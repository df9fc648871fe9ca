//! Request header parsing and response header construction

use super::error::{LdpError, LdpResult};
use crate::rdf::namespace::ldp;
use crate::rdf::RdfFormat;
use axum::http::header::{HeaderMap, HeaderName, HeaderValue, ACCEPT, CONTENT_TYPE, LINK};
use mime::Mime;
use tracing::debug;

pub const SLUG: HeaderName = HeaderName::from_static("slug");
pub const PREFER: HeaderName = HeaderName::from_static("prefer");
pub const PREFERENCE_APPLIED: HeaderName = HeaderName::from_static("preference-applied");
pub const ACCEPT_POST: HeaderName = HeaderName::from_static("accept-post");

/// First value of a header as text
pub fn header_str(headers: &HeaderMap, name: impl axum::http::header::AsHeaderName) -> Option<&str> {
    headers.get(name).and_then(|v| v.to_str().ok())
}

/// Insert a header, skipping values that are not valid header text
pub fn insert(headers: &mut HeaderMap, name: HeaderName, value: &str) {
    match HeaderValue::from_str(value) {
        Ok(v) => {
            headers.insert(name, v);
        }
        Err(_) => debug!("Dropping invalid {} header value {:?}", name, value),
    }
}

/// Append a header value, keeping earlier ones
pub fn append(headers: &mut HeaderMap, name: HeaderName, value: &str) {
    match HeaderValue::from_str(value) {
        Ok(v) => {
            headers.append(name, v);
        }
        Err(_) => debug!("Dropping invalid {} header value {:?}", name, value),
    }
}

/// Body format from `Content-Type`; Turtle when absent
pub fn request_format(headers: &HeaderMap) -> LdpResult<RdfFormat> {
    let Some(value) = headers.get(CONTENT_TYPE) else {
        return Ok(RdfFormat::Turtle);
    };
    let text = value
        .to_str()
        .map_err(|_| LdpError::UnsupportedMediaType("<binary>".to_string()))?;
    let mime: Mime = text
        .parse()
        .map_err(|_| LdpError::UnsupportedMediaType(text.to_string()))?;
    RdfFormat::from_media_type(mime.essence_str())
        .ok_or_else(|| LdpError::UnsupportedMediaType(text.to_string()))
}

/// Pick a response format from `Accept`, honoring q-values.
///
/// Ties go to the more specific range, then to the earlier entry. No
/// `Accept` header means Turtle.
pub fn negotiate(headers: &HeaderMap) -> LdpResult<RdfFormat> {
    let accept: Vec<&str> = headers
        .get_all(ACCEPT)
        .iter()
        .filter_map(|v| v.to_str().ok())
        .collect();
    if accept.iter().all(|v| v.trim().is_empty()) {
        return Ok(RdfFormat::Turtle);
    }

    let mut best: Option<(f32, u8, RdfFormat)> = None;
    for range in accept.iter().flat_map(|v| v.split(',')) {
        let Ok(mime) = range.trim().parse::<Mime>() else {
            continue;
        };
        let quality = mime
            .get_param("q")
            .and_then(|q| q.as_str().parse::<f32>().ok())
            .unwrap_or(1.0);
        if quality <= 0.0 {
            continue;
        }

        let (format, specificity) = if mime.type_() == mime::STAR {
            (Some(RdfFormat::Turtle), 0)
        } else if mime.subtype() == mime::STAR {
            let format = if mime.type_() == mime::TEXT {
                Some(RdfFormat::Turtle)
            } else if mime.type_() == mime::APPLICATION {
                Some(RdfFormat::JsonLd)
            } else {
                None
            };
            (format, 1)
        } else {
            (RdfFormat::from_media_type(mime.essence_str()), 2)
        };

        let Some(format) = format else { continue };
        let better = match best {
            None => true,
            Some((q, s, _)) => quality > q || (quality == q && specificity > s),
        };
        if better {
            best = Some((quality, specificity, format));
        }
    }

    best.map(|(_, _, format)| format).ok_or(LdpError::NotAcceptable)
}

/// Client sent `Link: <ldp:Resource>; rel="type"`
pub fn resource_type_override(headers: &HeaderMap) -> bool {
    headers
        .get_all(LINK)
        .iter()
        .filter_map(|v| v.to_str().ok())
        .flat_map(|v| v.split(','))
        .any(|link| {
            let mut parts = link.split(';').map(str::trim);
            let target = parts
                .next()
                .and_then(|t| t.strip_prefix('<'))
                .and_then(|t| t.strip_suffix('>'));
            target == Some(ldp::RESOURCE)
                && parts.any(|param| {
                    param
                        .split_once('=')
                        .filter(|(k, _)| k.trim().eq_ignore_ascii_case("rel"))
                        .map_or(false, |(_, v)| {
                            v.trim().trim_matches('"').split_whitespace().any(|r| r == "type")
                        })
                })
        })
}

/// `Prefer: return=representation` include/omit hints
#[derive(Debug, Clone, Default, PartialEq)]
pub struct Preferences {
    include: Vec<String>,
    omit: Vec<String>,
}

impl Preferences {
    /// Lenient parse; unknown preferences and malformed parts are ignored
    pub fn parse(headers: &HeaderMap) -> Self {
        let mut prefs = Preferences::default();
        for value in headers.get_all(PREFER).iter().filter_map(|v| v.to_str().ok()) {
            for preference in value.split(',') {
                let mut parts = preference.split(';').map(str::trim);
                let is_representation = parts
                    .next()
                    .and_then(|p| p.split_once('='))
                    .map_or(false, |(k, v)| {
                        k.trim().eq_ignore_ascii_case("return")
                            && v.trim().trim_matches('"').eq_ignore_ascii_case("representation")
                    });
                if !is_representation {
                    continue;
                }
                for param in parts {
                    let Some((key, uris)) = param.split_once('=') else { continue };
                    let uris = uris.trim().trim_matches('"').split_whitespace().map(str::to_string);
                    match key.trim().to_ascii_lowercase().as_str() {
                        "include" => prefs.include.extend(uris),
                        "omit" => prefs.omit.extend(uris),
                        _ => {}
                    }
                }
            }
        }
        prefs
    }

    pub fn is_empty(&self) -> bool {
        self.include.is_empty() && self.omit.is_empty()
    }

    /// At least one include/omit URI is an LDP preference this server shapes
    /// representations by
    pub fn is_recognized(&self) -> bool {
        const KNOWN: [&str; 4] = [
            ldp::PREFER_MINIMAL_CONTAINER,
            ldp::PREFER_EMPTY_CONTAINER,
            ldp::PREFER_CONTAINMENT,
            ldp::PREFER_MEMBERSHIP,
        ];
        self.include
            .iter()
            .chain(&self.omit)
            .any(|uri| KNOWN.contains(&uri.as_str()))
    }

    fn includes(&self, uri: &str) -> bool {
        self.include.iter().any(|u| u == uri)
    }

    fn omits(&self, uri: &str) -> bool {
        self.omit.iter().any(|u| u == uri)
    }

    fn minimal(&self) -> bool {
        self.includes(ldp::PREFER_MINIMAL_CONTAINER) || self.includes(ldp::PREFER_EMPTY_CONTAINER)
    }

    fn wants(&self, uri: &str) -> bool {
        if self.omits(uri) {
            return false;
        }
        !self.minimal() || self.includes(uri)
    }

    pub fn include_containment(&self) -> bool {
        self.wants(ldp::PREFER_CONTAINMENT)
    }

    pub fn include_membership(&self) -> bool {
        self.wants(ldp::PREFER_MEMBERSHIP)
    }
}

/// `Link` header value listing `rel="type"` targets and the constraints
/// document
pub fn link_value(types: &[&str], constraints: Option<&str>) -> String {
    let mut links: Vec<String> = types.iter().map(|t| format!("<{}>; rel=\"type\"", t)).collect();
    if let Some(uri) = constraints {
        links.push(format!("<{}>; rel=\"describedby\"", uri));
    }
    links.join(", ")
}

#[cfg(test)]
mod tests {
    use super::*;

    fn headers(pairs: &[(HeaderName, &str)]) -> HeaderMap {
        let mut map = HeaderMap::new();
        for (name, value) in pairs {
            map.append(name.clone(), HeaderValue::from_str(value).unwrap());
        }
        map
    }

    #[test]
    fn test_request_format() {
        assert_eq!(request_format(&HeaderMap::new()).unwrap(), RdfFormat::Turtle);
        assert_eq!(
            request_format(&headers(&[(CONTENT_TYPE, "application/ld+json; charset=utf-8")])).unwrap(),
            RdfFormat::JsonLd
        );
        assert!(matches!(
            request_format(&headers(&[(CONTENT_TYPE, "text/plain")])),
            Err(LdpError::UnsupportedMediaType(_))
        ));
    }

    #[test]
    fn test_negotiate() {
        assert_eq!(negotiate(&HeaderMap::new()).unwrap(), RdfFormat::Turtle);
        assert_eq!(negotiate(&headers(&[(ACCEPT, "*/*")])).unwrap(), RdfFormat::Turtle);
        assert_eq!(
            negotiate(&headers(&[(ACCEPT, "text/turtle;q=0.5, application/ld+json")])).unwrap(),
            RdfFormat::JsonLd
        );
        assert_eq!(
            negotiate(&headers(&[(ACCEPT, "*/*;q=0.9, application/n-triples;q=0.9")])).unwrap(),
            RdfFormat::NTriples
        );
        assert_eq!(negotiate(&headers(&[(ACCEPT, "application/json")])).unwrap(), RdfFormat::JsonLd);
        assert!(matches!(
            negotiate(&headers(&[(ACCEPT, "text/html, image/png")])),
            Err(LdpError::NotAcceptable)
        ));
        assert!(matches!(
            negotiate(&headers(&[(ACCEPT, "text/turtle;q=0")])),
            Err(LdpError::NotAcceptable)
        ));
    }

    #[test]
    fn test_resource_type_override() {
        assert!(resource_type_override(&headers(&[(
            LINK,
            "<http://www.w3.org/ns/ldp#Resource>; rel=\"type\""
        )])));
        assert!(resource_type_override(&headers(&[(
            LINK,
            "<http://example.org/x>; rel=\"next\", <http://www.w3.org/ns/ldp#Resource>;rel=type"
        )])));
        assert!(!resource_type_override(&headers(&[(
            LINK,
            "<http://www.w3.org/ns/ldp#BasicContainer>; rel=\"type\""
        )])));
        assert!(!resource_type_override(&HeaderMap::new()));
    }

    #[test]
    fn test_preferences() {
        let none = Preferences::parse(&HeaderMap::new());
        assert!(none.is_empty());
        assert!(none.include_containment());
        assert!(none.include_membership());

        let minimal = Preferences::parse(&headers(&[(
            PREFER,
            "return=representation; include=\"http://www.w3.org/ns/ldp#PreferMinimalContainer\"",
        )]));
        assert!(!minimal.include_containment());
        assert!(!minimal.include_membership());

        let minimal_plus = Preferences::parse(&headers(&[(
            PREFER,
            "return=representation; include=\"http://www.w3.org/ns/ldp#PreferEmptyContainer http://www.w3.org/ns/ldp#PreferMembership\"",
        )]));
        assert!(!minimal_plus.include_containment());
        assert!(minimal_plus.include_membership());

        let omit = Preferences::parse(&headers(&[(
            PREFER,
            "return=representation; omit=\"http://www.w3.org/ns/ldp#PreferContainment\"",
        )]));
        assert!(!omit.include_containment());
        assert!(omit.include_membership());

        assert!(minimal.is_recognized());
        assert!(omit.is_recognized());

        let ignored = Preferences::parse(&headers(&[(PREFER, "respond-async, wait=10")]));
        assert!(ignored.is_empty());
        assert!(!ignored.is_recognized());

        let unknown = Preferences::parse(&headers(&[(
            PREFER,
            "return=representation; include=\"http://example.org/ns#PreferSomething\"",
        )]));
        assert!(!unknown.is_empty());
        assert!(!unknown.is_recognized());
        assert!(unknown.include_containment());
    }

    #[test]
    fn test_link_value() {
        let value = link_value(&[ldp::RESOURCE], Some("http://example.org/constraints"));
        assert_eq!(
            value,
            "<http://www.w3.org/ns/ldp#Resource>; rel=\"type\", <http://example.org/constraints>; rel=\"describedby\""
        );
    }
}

__________

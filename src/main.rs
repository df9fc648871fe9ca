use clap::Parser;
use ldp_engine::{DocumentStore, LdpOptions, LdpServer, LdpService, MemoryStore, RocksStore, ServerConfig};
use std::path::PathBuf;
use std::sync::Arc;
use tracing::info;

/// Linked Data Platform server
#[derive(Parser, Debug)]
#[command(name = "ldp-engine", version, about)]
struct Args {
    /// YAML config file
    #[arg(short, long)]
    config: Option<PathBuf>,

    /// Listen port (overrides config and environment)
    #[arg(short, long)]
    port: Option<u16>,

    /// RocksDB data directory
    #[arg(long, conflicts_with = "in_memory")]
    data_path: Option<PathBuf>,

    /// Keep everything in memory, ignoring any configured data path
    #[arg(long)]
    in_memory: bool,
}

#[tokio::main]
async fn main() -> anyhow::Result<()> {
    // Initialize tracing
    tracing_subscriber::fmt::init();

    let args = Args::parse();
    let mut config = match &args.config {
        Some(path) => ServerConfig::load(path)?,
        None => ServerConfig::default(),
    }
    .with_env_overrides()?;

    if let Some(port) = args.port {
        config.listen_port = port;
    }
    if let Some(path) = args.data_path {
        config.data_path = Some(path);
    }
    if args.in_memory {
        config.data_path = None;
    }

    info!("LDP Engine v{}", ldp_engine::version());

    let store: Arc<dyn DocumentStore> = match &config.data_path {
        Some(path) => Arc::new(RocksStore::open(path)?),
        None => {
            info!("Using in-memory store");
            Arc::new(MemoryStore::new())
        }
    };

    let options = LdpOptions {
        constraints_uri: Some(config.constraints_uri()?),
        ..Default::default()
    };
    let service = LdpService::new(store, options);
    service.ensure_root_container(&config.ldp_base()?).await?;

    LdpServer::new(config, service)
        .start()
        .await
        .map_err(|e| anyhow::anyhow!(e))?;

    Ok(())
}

__________

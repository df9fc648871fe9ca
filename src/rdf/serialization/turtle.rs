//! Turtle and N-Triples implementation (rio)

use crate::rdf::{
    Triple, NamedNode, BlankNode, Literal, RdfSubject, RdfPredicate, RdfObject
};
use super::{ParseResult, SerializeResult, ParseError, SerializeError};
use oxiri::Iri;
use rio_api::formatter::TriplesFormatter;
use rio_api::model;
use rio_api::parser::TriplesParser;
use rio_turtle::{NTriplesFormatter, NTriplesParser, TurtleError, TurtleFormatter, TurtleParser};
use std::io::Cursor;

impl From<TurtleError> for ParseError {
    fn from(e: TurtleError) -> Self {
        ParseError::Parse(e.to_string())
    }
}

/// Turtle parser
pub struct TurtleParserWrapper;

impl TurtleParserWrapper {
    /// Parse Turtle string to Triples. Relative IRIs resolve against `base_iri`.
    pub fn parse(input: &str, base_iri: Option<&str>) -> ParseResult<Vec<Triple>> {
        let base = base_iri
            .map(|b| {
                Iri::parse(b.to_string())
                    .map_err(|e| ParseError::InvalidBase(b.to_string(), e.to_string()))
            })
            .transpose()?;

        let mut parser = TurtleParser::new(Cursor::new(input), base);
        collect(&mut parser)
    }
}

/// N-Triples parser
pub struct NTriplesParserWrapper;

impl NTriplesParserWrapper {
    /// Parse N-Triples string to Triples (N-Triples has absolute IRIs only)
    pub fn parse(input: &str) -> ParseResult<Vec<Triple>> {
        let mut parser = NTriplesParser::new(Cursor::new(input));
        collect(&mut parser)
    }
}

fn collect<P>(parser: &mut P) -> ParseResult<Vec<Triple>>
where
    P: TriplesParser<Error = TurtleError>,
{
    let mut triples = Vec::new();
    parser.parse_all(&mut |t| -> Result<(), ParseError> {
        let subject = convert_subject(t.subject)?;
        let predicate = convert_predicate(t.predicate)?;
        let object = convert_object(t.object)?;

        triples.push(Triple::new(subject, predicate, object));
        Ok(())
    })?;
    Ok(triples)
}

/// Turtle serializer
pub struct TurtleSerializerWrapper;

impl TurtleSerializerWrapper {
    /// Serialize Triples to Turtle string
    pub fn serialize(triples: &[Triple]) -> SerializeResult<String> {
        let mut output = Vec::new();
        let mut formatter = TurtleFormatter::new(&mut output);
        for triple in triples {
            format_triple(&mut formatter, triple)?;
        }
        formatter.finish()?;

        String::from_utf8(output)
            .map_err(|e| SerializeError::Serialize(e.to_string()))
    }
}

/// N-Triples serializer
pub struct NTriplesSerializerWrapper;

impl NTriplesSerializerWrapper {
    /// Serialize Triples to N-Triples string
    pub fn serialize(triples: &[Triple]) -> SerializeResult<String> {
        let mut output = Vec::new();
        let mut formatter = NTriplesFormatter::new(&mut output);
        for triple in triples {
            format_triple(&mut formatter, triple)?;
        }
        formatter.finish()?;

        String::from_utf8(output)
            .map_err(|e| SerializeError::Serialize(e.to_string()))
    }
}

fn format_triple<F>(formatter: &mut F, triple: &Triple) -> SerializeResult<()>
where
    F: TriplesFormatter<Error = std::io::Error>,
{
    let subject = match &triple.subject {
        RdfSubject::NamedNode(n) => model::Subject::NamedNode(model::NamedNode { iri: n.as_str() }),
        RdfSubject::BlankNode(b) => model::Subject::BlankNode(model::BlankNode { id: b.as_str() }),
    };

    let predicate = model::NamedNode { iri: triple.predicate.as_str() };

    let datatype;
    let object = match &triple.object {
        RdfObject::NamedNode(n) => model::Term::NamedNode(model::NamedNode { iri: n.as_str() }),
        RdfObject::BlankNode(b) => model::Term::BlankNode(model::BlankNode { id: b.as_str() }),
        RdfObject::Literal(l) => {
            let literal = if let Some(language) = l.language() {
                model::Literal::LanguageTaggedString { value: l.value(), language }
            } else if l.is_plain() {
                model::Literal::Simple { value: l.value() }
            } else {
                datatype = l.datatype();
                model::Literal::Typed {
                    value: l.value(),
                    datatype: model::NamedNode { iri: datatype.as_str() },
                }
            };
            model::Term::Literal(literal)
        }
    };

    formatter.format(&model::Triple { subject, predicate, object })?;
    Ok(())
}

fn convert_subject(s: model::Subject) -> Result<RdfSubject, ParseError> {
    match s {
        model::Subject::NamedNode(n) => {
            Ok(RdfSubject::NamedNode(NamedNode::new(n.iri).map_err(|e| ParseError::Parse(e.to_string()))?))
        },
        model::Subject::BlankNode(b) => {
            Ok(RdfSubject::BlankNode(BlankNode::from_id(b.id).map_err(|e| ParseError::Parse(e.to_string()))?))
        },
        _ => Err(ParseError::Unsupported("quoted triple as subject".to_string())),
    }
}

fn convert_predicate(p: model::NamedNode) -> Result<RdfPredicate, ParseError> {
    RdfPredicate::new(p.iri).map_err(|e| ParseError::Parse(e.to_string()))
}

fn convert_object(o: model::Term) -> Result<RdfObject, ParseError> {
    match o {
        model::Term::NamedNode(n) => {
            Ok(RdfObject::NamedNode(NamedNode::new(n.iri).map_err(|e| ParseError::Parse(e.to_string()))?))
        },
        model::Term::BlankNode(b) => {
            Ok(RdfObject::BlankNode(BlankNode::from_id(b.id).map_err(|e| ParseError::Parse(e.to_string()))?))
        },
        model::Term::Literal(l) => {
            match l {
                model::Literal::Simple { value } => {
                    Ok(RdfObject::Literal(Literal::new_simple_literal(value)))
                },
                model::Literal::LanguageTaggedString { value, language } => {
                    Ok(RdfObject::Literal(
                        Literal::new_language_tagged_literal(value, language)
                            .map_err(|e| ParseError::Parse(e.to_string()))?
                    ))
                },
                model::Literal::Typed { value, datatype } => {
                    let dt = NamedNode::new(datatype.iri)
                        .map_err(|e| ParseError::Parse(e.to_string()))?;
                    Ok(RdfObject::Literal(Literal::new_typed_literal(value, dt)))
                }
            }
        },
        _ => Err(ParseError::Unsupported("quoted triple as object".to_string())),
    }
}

__________

Task details - Going through the entries above, count the lines that include "MemoryStore" and state only the result.

Reply - 2